Three things employers must know when the government revamps sexual harassment at work rules

sexual-harassment respect@work calderone

Sex Discrimination Commissioner Kate Jenkins. Source: AAP/David Moir

Prime Minister Anthony Albanese has promised to implement all 55 recommendations of a landmark report into sexual misconduct at work. So what will this mean for Australian employers?

During the global momentum of the #MeToo movement in 2018, Australia’s sex discrimination commissioner Kate Jenkins was tasked with the National Inquiry into Sexual Harassment in Australian Workplaces, and she delivered her subsequent report, Respect@Work, with “a sense of urgency and hope”.

“I call on all employers to join me in creating safe, gender-equal and inclusive workplaces, no matter their industry or size. This will require transparency, accountability and leadership. It will also require a shift from the current reactive model, which requires complaints from individuals, to a proactive model, which will require positive actions from employers,” Jenkins said.

“Ultimately, a safe and harassment-free workplace is also a productive workplace.”

Hall and Wilcox partner Fay Calderone says there are three recommendations that employers should take note of: positive duties, representative claims, and damages/costs.

As the law stands, Calderone says, the legislation in the Sex Discrimination Act is largely remedial in nature, rather than proactive, meaning “employer practices were only externally scrutinised after an allegation of sexual harassment had been made”.

“Often in cases I have been involved in, only after an employee has made a decision to leave, particularly where the allegations involve superiors that are perceived as protected by the organisation.”

But the implementation of positive duties would see the onus switch onto the employer to take “reasonable and proportionate measures to eliminate sex discrimination, sexual harassment and victimisation, as far as possible”.

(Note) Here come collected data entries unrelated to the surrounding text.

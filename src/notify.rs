//! Caller notifications
//!
//! Purchases and ticket lookups are reported to an external messaging
//! collaborator. The dispatcher only enqueues; a background worker delivers,
//! so a slow provider never holds up a USSD response.

use crate::menu::{PaymentMethod, Route, TravelClass};
use async_trait::async_trait;
use chrono::NaiveDate;
use rust_decimal::Decimal;
use serde::Serialize;
use std::sync::Arc;
use thiserror::Error;
use tokio::sync::mpsc;
use tokio::task::JoinHandle;

/// Message for the caller
#[derive(Debug, Clone, PartialEq, Eq, Serialize)]
#[serde(tag = "type", rename_all = "snake_case")]
pub enum Notification {
    Purchase {
        phone_number: String,
        route: Route,
        class: TravelClass,
        date: NaiveDate,
        amount: Decimal,
        method: PaymentMethod,
        wallet: String,
    },
    TicketLookup {
        phone_number: String,
        ticket_number: String,
    },
}

impl Notification {
    pub fn phone_number(&self) -> &str {
        match self {
            Notification::Purchase { phone_number, .. }
            | Notification::TicketLookup { phone_number, .. } => phone_number,
        }
    }

    pub fn kind(&self) -> &'static str {
        match self {
            Notification::Purchase { .. } => "purchase",
            Notification::TicketLookup { .. } => "ticket_lookup",
        }
    }
}

#[derive(Debug, Error)]
pub enum NotifyError {
    #[error("Notification {kind} has no recipient")]
    MissingRecipient { kind: &'static str },
}

/// Delivery of caller notifications
#[async_trait]
pub trait Notifier: Send + Sync {
    async fn deliver(&self, notification: &Notification) -> Result<(), NotifyError>;
}

#[async_trait]
impl<T: Notifier + ?Sized> Notifier for Arc<T> {
    async fn deliver(&self, notification: &Notification) -> Result<(), NotifyError> {
        (**self).deliver(notification).await
    }
}

/// Notifier that records deliveries in the log instead of sending them
#[derive(Debug, Default, Clone, Copy)]
pub struct LogNotifier;

#[async_trait]
impl Notifier for LogNotifier {
    async fn deliver(&self, notification: &Notification) -> Result<(), NotifyError> {
        if notification.phone_number().trim().is_empty() {
            return Err(NotifyError::MissingRecipient {
                kind: notification.kind(),
            });
        }
        match notification {
            Notification::Purchase {
                phone_number,
                route,
                amount,
                method,
                ..
            } => tracing::info!(
                phone = %phone_number,
                route = route.code(),
                amount = %amount,
                method = ?method,
                "Ticket purchase notification"
            ),
            Notification::TicketLookup {
                phone_number,
                ticket_number,
            } => tracing::info!(
                phone = %phone_number,
                ticket = %ticket_number,
                "Ticket status notification"
            ),
        }
        Ok(())
    }
}

/// Spawn the delivery worker. It stops once every sender is dropped.
pub fn spawn_notifier<N>(mut rx: mpsc::Receiver<Notification>, notifier: N) -> JoinHandle<()>
where
    N: Notifier + 'static,
{
    tokio::spawn(async move {
        while let Some(notification) = rx.recv().await {
            match notifier.deliver(&notification).await {
                Ok(()) => tracing::debug!(
                    kind = notification.kind(),
                    phone = %notification.phone_number(),
                    "Notification delivered"
                ),
                Err(e) => tracing::warn!(
                    kind = notification.kind(),
                    phone = %notification.phone_number(),
                    error = %e,
                    "Notification delivery failed"
                ),
            }
        }
        tracing::info!("Notification worker stopped");
    })
}

#[cfg(test)]
pub use testing::RecordingNotifier;


#[cfg(test)]
mod tests {
    use super::*;

    fn lookup(ticket: &str) -> Notification {
        Notification::TicketLookup {
            phone_number: "+27820000001".to_string(),
            ticket_number: ticket.to_string(),
        }
    }

    #[tokio::test]
    async fn test_worker_delivers_in_order() {
        let notifier = Arc::new(RecordingNotifier::new());
        let (tx, rx) = mpsc::channel(8);
        let handle = spawn_notifier(rx, notifier.clone());

        tx.send(lookup("A1")).await.unwrap();
        tx.send(lookup("A2")).await.unwrap();
        drop(tx);
        handle.await.unwrap();

        assert_eq!(notifier.delivered(), vec![lookup("A1"), lookup("A2")]);
    }

    #[tokio::test]
    async fn test_worker_survives_delivery_failures() {
        let notifier = Arc::new(RecordingNotifier::failing());
        let (tx, rx) = mpsc::channel(8);
        let handle = spawn_notifier(rx, notifier.clone());

        tx.send(lookup("A1")).await.unwrap();
        tx.send(lookup("A2")).await.unwrap();
        drop(tx);
        handle.await.unwrap();

        assert_eq!(notifier.delivered().len(), 2);
    }

    #[tokio::test]
    async fn test_log_notifier_requires_recipient() {
        assert!(LogNotifier.deliver(&lookup("X")).await.is_ok());

        let anonymous = Notification::TicketLookup {
            phone_number: " ".to_string(),
            ticket_number: "X".to_string(),
        };
        let err = LogNotifier.deliver(&anonymous).await.unwrap_err();
        assert_eq!(err.to_string(), "Notification ticket_lookup has no recipient");
    }

    #[test]
    fn test_notification_json_is_tagged() {
        let json = serde_json::to_value(lookup("A1")).unwrap();
        assert_eq!(json["type"], "ticket_lookup");
        assert_eq!(json["ticket_number"], "A1");
    }
}
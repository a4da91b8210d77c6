//! HTTP surface: the aggregator callback and dashboard reporting

mod handlers;
mod types;

pub use handlers::create_router;

use crate::dispatcher::Dispatcher;
use std::sync::Arc;

/// Application state shared across handlers
#[derive(Clone)]
pub struct AppState {
    pub dispatcher: Arc<Dispatcher>,
}

impl AppState {
    pub fn new(dispatcher: Dispatcher) -> Self {
        Self {
            dispatcher: Arc::new(dispatcher),
        }
    }
}
//! Parsing of the accumulated USSD input path
//!
//! Gateways send the whole path typed so far (`1*1*2`), not just the
//! latest keypress. The menu steps on the last token only.

/// Separator between tokens in the accumulated path
pub const TOKEN_SEPARATOR: char = '*';

/// A path ending in this digit always leads back to the root menu
pub const BACK_KEY: char = '0';

/// The caller's latest keypress
#[derive(Debug, Clone, PartialEq, Eq)]
pub enum Input {
    /// Empty path: the session was just dialled
    Start,
    /// Path ending in `0`: back to the root menu
    Back,
    /// Any other token, matched against the current menu
    Choice(String),
}

impl Input {
    /// Parse an accumulated path. Any path ending in `0` is Back, even
    /// when the `0` closes a longer token such as `10`.
    pub fn from_path(path: &str) -> Self {
        let path = path.trim();
        if path.is_empty() {
            Input::Start
        } else if path.ends_with(BACK_KEY) {
            Input::Back
        } else {
            Input::Choice(last_token(path).to_string())
        }
    }
}

/// Last `*`-separated token, trimmed
pub fn last_token(path: &str) -> &str {
    path.rsplit(TOKEN_SEPARATOR).next().unwrap_or_default().trim()
}

/// Split an accumulated path into its tokens
pub fn tokens(path: &str) -> impl Iterator<Item = &str> {
    let path = path.trim();
    path.split(TOKEN_SEPARATOR)
        .map(str::trim)
        .take_while(move |_| !path.is_empty())
}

Who decides whether a workplace has done this? The Australian Human Rights Commission, and the independent regulator can even apply to the court for an order requiring compliance with the duty.

The commission’s power to investigate such complaints “significantly increases the stakes for employers”, Calderone says.

“Employers can expect a robust, early intervention process specifically catered to sexual harassment akin to those of the Fair Work Ombudsman or work health and safety regulators which would act as a more effective deterrent to sexual harassment than seeking damages for breach of the Sex Discrimination Act,” she continues.

Another recommendation worth noting allows the unions and other representative groups to bring claims to court, meaning we could see “considerably more agitation of sexual harassment matters in court in highly unionised industries”, Calderone says, like education and healthcare.

In addition, the Respect@Work report recommends we modernise damages — to make sure victims are properly compensated for the harms caused — and that we introduce a cost protection provision.

What would this do? It would see costs only awarded in cases where they were unreasonably incurred. Basically, as it stands a complainant can lose a sexual harassment case and then be ordered to pay the other party’s hefty costs on the way out.

“[It] has been a significant deterrent for victims of sexual harassment to pursue claims under the Sex Discrimination Act for fear of being lumped with a costs order to pay the employers costs (in addition to their own) if they are unsuccessful,” Calderone said.

But overall, Calderone says, workplaces that are already proactive about protecting their staff and taking complaints seriously need not worry too much about the implementation of the 55 recommendations.

“Many employers should already be taking to prevent sexual harassment in the workplace given their obligations under work health and safety legislation and the defences they have to establish to defend claims under the Sex Discrimination Act if made,” she said.

“However, the changes will certainly up the ante where there are complaints in the way they are investigated, can be pursued by a regulator and/or the unions and in the hefty costs they will need to foot if the matters are pursued in court … even if they successfully defend them.”